> [TASK DESCRIPTION]:
In the records below, the line with "The Knowledge Base." opens the range and the line with "over embedded events." closes it; print that range exactly and nothing else.

(EXERCISE DATA)

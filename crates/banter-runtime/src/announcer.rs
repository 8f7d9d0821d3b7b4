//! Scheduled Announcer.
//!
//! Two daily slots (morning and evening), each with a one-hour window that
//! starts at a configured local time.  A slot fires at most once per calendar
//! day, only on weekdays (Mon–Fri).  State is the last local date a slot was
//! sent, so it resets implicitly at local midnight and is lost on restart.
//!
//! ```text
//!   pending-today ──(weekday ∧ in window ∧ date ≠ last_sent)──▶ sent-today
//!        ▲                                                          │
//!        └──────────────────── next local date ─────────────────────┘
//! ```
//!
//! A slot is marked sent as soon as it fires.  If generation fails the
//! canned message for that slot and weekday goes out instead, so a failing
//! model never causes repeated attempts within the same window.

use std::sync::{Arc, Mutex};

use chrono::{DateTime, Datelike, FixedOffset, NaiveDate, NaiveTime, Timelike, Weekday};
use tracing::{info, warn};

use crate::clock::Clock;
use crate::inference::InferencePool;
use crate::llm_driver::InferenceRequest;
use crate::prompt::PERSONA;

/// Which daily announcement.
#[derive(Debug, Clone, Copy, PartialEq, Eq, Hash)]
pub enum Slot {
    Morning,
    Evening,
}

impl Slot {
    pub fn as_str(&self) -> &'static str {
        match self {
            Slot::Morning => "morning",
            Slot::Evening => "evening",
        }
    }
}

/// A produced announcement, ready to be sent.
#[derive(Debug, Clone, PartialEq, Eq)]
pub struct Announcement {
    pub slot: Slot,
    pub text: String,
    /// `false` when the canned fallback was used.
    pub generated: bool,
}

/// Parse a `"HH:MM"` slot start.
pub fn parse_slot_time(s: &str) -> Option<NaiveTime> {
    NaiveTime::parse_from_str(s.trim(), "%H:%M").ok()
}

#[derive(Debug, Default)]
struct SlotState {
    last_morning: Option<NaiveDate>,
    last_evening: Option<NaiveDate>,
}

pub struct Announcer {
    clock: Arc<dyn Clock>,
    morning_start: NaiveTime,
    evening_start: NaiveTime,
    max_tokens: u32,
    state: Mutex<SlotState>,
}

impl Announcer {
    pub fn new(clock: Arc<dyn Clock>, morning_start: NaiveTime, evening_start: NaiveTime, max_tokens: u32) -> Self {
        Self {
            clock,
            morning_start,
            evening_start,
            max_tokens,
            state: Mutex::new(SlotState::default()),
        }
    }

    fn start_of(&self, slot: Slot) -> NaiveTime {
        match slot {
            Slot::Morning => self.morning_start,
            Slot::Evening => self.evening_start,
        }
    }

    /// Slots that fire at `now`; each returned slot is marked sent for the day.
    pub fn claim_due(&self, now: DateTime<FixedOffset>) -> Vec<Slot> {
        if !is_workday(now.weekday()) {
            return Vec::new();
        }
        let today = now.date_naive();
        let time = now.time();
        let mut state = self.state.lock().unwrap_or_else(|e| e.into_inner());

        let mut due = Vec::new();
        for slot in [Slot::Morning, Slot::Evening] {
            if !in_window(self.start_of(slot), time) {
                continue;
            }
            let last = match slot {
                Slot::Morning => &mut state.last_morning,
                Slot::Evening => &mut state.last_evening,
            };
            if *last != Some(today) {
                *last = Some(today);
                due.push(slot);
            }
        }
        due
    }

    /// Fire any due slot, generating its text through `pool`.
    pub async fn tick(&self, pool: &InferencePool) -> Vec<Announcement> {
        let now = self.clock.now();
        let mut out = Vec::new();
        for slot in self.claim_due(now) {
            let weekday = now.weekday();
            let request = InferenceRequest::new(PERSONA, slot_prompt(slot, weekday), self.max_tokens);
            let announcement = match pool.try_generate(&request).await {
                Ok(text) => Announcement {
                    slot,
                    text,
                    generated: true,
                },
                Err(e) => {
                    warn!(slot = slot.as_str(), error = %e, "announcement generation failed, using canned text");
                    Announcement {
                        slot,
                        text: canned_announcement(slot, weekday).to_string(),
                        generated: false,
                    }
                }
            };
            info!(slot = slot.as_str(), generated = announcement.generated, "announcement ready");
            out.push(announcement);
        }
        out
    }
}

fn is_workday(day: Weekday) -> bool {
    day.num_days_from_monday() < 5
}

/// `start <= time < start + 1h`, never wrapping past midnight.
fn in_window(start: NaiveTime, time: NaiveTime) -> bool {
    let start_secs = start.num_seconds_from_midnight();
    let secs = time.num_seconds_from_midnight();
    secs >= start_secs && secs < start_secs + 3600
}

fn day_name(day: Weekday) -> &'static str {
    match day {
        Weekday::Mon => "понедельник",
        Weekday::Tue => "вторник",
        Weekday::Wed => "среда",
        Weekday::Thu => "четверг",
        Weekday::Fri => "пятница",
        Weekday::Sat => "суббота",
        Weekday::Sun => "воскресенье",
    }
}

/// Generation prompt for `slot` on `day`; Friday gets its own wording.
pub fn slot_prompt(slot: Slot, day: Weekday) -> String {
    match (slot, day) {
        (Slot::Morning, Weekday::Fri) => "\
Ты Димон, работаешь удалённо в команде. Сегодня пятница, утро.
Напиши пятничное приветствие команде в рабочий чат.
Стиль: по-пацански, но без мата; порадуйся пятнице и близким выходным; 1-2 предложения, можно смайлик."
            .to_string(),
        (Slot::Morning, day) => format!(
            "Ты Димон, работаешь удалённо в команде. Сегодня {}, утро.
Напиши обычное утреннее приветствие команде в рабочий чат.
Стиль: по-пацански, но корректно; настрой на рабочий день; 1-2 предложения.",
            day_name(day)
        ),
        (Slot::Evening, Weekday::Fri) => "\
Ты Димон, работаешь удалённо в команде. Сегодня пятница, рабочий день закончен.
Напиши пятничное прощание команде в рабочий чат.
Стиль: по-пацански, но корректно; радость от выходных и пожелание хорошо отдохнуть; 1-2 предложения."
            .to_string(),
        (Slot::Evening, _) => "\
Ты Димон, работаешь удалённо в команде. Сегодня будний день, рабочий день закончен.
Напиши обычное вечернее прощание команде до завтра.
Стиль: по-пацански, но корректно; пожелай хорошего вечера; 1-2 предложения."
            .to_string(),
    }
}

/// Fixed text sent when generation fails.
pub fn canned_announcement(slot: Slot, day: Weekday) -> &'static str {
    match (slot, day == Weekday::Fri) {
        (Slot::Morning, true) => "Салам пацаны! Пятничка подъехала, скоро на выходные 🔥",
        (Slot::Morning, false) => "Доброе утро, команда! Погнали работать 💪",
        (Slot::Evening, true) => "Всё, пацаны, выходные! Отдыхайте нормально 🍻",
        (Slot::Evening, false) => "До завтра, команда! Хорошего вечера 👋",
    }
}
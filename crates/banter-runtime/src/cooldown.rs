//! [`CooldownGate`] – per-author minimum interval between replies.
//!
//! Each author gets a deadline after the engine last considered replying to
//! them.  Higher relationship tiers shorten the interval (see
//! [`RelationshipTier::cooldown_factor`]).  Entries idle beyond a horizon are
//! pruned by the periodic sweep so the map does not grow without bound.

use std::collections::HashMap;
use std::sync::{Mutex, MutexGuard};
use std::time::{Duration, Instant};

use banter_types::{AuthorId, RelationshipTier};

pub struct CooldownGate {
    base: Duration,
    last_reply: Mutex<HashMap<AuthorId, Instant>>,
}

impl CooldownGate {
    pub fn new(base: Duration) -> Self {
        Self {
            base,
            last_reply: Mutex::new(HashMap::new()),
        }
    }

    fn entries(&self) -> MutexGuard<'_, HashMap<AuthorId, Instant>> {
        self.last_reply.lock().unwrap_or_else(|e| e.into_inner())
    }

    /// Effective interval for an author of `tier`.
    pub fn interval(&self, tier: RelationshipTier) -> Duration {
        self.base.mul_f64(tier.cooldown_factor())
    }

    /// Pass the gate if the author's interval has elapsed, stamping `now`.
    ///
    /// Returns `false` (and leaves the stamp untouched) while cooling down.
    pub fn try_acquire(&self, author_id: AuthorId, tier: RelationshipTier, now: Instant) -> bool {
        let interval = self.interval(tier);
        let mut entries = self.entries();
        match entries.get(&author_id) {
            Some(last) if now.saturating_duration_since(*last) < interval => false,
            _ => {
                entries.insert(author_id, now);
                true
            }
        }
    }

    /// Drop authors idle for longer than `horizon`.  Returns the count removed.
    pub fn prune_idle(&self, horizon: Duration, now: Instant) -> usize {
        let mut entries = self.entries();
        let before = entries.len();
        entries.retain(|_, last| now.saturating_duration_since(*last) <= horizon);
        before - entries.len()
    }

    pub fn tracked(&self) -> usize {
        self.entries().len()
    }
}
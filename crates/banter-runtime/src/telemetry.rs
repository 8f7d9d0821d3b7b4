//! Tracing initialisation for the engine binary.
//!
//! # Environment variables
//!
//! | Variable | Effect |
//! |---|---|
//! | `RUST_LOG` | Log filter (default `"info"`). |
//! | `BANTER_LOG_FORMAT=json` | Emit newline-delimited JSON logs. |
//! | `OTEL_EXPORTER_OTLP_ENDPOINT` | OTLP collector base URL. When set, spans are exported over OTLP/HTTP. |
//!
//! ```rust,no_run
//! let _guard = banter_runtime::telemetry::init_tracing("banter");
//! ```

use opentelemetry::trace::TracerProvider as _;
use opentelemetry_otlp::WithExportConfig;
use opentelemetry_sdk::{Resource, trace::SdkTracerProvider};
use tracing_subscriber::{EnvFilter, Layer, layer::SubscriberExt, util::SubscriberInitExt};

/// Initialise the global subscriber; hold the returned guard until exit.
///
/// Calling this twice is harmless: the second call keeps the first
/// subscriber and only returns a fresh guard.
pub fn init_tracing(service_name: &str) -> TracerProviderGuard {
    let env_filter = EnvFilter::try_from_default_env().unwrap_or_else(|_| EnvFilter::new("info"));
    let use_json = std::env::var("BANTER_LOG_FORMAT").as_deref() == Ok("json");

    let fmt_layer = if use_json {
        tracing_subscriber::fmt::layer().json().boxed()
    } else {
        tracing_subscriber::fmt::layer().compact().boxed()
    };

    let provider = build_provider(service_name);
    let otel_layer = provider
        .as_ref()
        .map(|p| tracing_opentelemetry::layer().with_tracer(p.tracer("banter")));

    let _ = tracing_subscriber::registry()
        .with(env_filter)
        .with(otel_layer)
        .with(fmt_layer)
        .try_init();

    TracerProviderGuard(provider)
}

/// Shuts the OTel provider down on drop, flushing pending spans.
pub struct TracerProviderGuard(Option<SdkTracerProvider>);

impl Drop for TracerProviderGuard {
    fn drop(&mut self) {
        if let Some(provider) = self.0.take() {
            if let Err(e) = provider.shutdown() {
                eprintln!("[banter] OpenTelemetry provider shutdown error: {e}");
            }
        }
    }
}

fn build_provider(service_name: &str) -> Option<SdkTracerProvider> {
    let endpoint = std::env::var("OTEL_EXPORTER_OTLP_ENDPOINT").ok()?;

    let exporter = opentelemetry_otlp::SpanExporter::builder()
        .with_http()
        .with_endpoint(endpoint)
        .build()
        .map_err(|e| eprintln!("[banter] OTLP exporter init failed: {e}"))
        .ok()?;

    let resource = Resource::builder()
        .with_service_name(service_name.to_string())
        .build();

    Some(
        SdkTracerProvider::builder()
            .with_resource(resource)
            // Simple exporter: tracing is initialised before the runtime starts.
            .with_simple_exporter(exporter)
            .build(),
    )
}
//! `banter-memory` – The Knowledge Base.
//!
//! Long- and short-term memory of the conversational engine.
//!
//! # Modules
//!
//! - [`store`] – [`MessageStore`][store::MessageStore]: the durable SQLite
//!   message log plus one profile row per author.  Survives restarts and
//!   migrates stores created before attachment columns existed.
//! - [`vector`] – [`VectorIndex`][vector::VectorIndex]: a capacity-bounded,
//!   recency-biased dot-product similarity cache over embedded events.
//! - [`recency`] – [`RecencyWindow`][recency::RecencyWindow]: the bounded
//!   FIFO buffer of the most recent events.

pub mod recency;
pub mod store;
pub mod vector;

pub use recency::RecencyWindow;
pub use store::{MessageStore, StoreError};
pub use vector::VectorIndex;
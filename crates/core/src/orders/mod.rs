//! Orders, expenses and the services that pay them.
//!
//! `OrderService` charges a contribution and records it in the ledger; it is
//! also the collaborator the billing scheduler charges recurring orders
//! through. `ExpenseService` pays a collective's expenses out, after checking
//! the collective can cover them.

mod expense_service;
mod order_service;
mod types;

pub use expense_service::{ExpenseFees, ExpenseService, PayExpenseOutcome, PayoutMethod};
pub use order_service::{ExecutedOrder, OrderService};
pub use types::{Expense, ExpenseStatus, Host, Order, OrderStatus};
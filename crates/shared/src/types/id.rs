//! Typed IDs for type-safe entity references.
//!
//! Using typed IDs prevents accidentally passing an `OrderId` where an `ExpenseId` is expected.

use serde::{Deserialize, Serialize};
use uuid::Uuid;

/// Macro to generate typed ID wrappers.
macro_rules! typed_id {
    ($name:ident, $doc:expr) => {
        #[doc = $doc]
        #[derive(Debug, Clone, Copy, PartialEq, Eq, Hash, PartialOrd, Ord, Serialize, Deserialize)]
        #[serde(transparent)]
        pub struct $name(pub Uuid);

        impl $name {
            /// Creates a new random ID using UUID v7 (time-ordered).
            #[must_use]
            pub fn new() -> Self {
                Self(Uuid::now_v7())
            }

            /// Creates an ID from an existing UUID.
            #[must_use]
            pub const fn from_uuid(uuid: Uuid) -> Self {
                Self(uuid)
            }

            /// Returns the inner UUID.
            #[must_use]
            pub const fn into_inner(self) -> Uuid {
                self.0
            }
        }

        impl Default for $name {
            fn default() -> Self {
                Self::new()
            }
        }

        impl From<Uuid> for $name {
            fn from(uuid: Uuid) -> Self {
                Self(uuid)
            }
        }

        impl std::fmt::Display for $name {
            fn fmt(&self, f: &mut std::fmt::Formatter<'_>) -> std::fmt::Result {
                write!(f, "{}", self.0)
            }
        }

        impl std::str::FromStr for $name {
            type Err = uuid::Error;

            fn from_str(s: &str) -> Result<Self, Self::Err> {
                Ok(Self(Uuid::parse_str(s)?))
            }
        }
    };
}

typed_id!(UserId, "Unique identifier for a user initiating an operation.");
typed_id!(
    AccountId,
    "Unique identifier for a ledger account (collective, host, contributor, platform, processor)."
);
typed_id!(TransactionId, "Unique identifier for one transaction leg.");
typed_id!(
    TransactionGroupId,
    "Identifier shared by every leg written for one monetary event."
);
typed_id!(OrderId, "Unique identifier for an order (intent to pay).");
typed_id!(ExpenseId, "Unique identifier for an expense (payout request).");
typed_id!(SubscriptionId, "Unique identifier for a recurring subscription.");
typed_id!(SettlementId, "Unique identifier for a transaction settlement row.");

(End EXERCISE DATA)

> [SOLUTION FOR THIS TASK]:
//! `banter-memory` – The Knowledge Base.
//!
//! Long- and short-term memory of the conversational engine.
//!
//! # Modules
//!
//! - [`store`] – [`MessageStore`][store::MessageStore]: the durable SQLite
//!   message log plus one profile row per author.  Survives restarts and
//!   migrates stores created before attachment columns existed.
//! - [`vector`] – [`VectorIndex`][vector::VectorIndex]: a capacity-bounded,
//!   recency-biased dot-product similarity cache over embedded events.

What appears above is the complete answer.